Voilà l'idée géniale que Théo avait eu.

Dès le lendemain, il descendit dans le jardin, une boîte de chocolats à la main. Il s'assit dans un coin du jardin, posa la boîte de chocolat, et y scotcha la courte lettre qu'il avait écrit. Il posa ensuite sa main sur la boîte et ferma les yeux. Quand il les rouvrit, la boîte avait disparue. Fébrile, il fixa l'endroit où elle se tenait, jusqu'à ce qu'elle réapparaisse, complètement vide.

Il l'attrapa, retourna dans la maison et courut dans les escaliers où il trébucha sur la dernière marche. Arrivé dans sa chambre, il ferma la porte et s'assit à son bureau. Il jeta à peine un regard à la boîte de chocolats vide et se saisit de la lettre.

Quand il se rendit compte que la réponse qu'il attendait tant avait été gravée, il prit une feuille de papier vierge et entreprit de la recopier lettre par lettre. Cela fut assez rapide, car il n'y avait que quelques mots : « Gratias. Deus es ? Mercurius es ? ».

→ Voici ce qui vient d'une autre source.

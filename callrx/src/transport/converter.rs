use std::fmt;
use std::marker::PhantomData;

use bytes::Bytes;
use callrx_core::TransportError;
use serde::de::DeserializeOwned;

/// Turns a successful response body into a value.
///
/// A conversion failure is reported as a [`TransportError::Decode`], the same
/// way a body that could not be read would be.
pub trait Converter<T>: Send + Sync + 'static {
    fn convert(&self, body: Bytes) -> Result<T, TransportError>;
}

/// UTF-8 text bodies.
#[derive(Clone, Copy, Debug, Default)]
pub struct StringConverter;

impl Converter<String> for StringConverter {
    fn convert(&self, body: Bytes) -> Result<String, TransportError> {
        String::from_utf8(body.to_vec())
            .map_err(|e| TransportError::Decode(format!("body is not UTF-8: {e}")))
    }
}

/// Raw bodies.
#[derive(Clone, Copy, Debug, Default)]
pub struct BytesConverter;

impl Converter<Bytes> for BytesConverter {
    fn convert(&self, body: Bytes) -> Result<Bytes, TransportError> {
        Ok(body)
    }
}

/// Ignores the body.
#[derive(Clone, Copy, Debug, Default)]
pub struct UnitConverter;

impl Converter<()> for UnitConverter {
    fn convert(&self, _body: Bytes) -> Result<(), TransportError> {
        Ok(())
    }
}

/// JSON bodies, deserialized with serde_json.
pub struct JsonConverter<T> {
    _marker: PhantomData<fn() -> T>,
}

impl<T> JsonConverter<T> {
    pub fn new() -> Self {
        Self {
            _marker: PhantomData,
        }
    }
}

impl<T> Default for JsonConverter<T> {
    fn default() -> Self {
        Self::new()
    }
}

impl<T> Clone for JsonConverter<T> {
    fn clone(&self) -> Self {
        Self::new()
    }
}

impl<T> fmt::Debug for JsonConverter<T> {
    fn fmt(&self, f: &mut fmt::Formatter<'_>) -> fmt::Result {
        f.debug_struct("JsonConverter")
            .field("target", &std::any::type_name::<T>())
            .finish()
    }
}

impl<T: DeserializeOwned + 'static> Converter<T> for JsonConverter<T> {
    fn convert(&self, body: Bytes) -> Result<T, TransportError> {
        serde_json::from_slice(&body).map_err(|e| TransportError::Decode(e.to_string()))
    }
}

Il relut ces mots et se frappa la tête en se traitant d'idiot lorsqu'il comprit que ce n'était pas de l'italien.

- Évidemment que c'est pas de l'italien ! Ils parlaient pas forcément italien avant !

Il sortit son téléphone et ouvrit une application de traduction.

- C'est du latin ? Je suis vraiment bête des fois. Qu'est-ce que ça pouvait être d'autre ? Franchement je m'auto-désespère là. Mes parents sont archéologues et je suis incapable de reconnaître du latin. S'ils l'apprennent je suis mort. Bon, du coup ça veut dire quoi ? « Merci. Es-tu un dieu ? Es-tu Mercure ? ». Ah. Alors, non je suis pas un dieu.

Il réfléchit un instant.

- Du latin plus Mercure égal l'Antiquité romaine. Je pensais pas que je pouvais envoyer quelque chose aussi loin dans le passé. C'est cool ! Mais faudra que j'écrive en latin. C'est moins cool.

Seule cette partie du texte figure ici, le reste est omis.